An overseas entity owned by Sharma will acquire 10.3 percent stake in Paytm from Antfin through an off-market transfer. On closing of this transaction, Sharma’s shareholding in Paytm will increase to 19.42 percent, whereas Antfin’s shareholding will reduce to 13.5 percent

Founder and chief executive officer of One 97 Communications Limited Vijay Shekhar Sharma and Antfin have entered into an agreement where Sharma will purchase a 10.3 percent stake in Paytm, the company informed the exchanges on August 7.

The transaction will make Sharma and the promoter entities the largest shareholder in Paytm.

As per the filing, an overseas entity 100 percent owned by Sharma called Resilient Asset Management B.V will acquire the stake in Paytm from Antfin through an off-market transfer. On closing of this transaction, Sharma’s shareholding in Paytm will increase to 19.42 percent, whereas Antfin’s shareholding will reduce to 13.5 percent.

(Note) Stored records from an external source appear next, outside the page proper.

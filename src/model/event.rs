use std::fmt;
use std::path::{Path, PathBuf};

use chrono::NaiveDate;
use serde::{Deserialize, Serialize};

use super::validation::{ValidationError, parse_capacity, validate_location, validate_name};

/// Free-text fields of an [`EventDraft`].
#[derive(Debug, Clone, Copy, PartialEq, Eq, Hash)]
pub enum TextField {
    Name,
    Location,
    /// Raw capacity text; converted to a number only when the draft is validated.
    Capacity,
}

/// Date fields of an [`EventDraft`].
#[derive(Debug, Clone, Copy, PartialEq, Eq, Hash)]
pub enum DateField {
    Date,
}

/// Any field of an [`EventDraft`], used to key per-field UI state.
#[derive(Debug, Clone, Copy, PartialEq, Eq, Hash)]
pub enum FieldKey {
    Name,
    Location,
    Date,
    Capacity,
}

impl From<TextField> for FieldKey {
    fn from(field: TextField) -> Self {
        match field {
            TextField::Name => Self::Name,
            TextField::Location => Self::Location,
            TextField::Capacity => Self::Capacity,
        }
    }
}

impl From<DateField> for FieldKey {
    fn from(field: DateField) -> Self {
        match field {
            DateField::Date => Self::Date,
        }
    }
}

impl ValidationError {
    /// The draft field this error refers to.
    pub fn field(&self) -> FieldKey {
        match self {
            Self::EmptyName => FieldKey::Name,
            Self::EmptyLocation => FieldKey::Location,
            Self::InvalidCapacity(_) => FieldKey::Capacity,
        }
    }
}

/// The in-progress, not yet persisted event held by the new-event screen.
#[derive(Debug, Clone, PartialEq, Eq)]
pub struct EventDraft {
    pub name: String,
    pub date: NaiveDate,
    pub location: String,
    pub capacity: String,
    /// URL of a banner uploaded by an earlier submission attempt, or empty.
    pub banner_url: String,
}

impl EventDraft {
    /// Creates an empty draft dated `today`.
    pub fn new(today: NaiveDate) -> Self {
        Self {
            name: String::new(),
            date: today,
            location: String::new(),
            capacity: String::new(),
            banner_url: String::new(),
        }
    }

    /// Returns the current text of a free-text field.
    pub fn text(&self, field: TextField) -> &str {
        match field {
            TextField::Name => &self.name,
            TextField::Location => &self.location,
            TextField::Capacity => &self.capacity,
        }
    }

    /// Mutable access to a free-text field.
    pub(crate) fn text_mut(&mut self, field: TextField) -> &mut String {
        match field {
            TextField::Name => &mut self.name,
            TextField::Location => &mut self.location,
            TextField::Capacity => &mut self.capacity,
        }
    }

    /// Returns the value of a date field.
    pub fn date(&self, field: DateField) -> NaiveDate {
        match field {
            DateField::Date => self.date,
        }
    }

    /// Validates the draft and assembles the payload for the persistence service.
    ///
    /// Fields are checked in display order and the first failure is returned.
    pub fn validate(&self, banner_url: String) -> Result<NewEvent, ValidationError> {
        validate_name(&self.name)?;
        validate_location(&self.location)?;
        let capacity = parse_capacity(&self.capacity)?;
        Ok(NewEvent {
            name: self.name.trim().to_string(),
            date: self.date,
            location: self.location.trim().to_string(),
            capacity,
            banner_url,
        })
    }
}

/// Payload accepted by the event persistence service.
#[derive(Debug, Clone, PartialEq, Eq, Serialize, Deserialize)]
#[serde(rename_all = "camelCase")]
pub struct NewEvent {
    pub name: String,
    pub date: NaiveDate,
    pub location: String,
    pub capacity: u32,
    /// Durable banner URL, or empty when the event has no banner.
    pub banner_url: String,
}

/// Handle to an image the user picked on the local machine.
#[derive(Debug, Clone, PartialEq, Eq)]
pub struct LocalImage(PathBuf);

impl LocalImage {
    pub fn new(path: impl Into<PathBuf>) -> Self {
        Self(path.into())
    }

    pub fn path(&self) -> &Path {
        &self.0
    }

    /// File name for display, falling back to the full path.
    pub fn display_name(&self) -> String {
        self.0
            .file_name()
            .map(|n| n.to_string_lossy().into_owned())
            .unwrap_or_else(|| self.0.display().to_string())
    }
}

/// Bearer credential for the current session.
#[derive(Clone, PartialEq, Eq)]
pub struct IdToken(String);

impl IdToken {
    pub fn new(token: impl Into<String>) -> Self {
        Self(token.into())
    }

    pub fn as_str(&self) -> &str {
        &self.0
    }
}

// Never print the credential itself.
impl fmt::Debug for IdToken {
    fn fmt(&self, f: &mut fmt::Formatter<'_>) -> fmt::Result {
        f.write_str("IdToken(..)")
    }
}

The announcement led Paytm’s share soaring more than 10 percent from the previous close. At 10 am, the stock was trading at Rs 851 on the National Stock Exchange.

“This is an interesting structure where Sharma and Ant Financial have split the ownership rights and the economic rights. To be sure, arrangements like these come with covenants at the back end- in terms of timeline and breaches. Those covenants are not in the public domain yet” said a source close to the development.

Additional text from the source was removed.